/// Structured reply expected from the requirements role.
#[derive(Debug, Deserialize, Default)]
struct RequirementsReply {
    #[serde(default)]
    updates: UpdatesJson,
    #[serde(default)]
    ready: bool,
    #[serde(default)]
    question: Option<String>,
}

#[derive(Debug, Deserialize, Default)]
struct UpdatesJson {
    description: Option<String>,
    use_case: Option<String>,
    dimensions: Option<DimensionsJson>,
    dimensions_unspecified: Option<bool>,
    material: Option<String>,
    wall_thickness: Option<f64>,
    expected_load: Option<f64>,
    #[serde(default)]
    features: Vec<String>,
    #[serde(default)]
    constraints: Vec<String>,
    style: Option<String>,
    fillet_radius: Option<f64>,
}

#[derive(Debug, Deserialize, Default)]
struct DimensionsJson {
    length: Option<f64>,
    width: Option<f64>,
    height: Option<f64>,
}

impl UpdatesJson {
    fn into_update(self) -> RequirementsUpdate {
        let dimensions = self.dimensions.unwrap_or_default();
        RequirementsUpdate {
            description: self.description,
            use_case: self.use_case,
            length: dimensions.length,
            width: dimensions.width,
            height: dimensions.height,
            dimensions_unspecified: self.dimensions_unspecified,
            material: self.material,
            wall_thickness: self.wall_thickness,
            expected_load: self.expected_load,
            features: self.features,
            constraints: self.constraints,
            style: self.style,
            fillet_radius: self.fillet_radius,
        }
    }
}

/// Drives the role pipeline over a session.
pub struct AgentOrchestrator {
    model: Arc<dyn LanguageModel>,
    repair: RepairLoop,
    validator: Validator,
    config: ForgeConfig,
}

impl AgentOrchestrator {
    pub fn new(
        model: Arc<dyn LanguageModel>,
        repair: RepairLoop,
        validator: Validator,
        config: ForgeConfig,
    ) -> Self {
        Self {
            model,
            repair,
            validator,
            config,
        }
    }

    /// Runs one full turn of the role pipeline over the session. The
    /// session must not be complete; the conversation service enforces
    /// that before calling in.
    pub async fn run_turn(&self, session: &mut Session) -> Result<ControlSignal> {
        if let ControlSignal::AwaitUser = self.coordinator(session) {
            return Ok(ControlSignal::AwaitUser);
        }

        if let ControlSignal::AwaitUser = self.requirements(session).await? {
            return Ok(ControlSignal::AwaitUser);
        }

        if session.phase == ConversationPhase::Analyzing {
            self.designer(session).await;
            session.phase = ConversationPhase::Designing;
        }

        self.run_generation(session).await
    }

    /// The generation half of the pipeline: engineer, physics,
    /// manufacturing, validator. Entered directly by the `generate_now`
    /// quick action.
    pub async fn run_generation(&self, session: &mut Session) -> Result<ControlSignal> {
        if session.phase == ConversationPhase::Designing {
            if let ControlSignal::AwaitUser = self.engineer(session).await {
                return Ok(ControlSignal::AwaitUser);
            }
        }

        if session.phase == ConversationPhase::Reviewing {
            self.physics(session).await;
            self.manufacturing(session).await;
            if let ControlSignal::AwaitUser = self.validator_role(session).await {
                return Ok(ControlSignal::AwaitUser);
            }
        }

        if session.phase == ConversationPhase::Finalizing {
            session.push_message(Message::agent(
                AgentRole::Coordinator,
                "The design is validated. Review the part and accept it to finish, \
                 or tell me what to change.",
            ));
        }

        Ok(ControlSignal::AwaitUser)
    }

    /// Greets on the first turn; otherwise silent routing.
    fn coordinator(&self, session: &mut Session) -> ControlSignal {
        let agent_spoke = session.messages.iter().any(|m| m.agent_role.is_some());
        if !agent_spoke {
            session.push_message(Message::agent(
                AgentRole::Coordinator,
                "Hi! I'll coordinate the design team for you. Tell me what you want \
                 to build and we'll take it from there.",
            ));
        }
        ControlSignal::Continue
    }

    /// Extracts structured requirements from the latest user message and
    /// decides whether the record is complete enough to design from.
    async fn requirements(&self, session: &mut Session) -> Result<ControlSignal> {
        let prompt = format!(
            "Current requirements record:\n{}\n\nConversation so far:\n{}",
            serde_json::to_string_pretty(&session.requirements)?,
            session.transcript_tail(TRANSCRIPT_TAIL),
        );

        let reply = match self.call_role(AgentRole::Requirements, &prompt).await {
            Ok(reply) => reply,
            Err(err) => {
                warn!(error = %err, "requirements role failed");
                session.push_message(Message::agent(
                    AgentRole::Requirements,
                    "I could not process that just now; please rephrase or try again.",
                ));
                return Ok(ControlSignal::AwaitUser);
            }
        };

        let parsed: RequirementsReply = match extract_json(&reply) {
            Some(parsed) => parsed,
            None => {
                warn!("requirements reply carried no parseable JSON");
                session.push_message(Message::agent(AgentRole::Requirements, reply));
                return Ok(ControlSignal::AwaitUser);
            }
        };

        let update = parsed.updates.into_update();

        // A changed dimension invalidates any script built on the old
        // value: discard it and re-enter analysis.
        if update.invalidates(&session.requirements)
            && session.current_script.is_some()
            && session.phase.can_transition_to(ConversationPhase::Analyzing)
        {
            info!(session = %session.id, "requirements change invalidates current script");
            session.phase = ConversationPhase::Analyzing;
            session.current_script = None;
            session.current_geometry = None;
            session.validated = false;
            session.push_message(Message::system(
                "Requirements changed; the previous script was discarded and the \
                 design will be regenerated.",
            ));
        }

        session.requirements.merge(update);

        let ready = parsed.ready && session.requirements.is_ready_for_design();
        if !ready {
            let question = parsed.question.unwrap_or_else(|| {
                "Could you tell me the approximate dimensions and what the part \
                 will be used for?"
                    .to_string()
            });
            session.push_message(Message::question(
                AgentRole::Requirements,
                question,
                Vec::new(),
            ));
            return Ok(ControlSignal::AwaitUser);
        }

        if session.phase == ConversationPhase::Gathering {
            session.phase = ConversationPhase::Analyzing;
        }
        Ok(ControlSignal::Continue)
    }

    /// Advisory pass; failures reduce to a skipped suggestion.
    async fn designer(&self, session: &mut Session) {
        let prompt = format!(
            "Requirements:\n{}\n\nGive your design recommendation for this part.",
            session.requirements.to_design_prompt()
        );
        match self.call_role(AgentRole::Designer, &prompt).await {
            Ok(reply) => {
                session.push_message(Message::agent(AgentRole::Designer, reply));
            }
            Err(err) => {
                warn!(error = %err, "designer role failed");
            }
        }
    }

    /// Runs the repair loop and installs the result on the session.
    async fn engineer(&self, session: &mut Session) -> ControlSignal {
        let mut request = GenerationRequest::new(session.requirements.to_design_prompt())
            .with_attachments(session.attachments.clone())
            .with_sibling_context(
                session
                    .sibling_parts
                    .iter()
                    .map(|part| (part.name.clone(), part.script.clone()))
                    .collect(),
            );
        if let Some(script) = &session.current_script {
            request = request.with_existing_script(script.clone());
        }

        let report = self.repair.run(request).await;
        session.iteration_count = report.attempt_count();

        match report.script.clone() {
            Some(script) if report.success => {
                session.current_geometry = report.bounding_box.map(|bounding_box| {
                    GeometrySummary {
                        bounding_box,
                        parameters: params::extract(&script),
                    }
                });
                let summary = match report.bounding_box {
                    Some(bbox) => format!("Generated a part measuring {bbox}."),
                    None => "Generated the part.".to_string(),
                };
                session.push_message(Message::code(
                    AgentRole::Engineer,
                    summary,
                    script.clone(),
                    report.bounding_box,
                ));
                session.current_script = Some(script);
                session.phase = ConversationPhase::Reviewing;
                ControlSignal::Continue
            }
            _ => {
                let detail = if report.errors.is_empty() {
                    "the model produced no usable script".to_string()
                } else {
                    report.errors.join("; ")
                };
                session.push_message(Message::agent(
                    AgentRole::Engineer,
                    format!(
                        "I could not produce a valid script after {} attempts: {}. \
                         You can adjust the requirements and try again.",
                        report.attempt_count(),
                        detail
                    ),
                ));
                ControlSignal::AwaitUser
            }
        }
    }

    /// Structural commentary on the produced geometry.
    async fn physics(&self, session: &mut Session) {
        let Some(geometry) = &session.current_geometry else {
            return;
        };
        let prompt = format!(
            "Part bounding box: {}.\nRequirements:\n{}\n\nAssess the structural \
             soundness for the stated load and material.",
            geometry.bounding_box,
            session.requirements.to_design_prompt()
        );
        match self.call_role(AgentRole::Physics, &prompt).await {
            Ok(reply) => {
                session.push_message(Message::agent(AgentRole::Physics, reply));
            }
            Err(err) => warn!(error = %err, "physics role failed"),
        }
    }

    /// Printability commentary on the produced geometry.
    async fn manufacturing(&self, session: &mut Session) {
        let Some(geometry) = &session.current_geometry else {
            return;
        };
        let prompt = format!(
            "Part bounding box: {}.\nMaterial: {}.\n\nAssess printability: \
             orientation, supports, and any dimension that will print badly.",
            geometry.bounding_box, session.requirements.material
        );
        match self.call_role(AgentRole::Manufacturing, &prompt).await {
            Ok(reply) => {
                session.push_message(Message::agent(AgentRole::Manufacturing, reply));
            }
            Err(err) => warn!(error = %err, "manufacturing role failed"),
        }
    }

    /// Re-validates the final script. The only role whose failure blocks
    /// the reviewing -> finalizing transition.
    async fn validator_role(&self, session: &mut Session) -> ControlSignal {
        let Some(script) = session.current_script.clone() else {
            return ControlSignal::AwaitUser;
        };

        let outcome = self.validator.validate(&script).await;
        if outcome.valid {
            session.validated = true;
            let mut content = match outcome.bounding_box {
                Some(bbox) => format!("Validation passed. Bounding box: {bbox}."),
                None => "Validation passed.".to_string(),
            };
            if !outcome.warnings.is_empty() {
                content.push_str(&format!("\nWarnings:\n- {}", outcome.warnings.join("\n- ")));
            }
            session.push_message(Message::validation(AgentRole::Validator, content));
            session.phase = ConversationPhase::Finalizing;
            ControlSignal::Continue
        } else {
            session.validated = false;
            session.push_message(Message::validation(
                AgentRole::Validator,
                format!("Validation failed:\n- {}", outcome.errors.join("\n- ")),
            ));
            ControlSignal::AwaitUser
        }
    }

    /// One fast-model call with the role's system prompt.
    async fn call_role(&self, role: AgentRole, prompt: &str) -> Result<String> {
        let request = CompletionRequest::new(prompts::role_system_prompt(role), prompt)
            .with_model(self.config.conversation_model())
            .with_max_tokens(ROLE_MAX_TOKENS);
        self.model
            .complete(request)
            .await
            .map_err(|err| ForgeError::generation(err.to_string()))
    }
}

=-=-=

**WORK TASK:**
Could you return exactly the stretch of the data above that starts at the line with "let report = self.repair.run(request).await;" and ends at the line with "a part measuring", both lines included?

**OUTPUT BELOW:**
        let report = self.repair.run(request).await;
        session.iteration_count = report.attempt_count();

        match report.script.clone() {
            Some(script) if report.success => {
                session.current_geometry = report.bounding_box.map(|bounding_box| {
                    GeometrySummary {
                        bounding_box,
                        parameters: params::extract(&script),
                    }
                });
                let summary = match report.bounding_box {
                    Some(bbox) => format!("Generated a part measuring {bbox}."),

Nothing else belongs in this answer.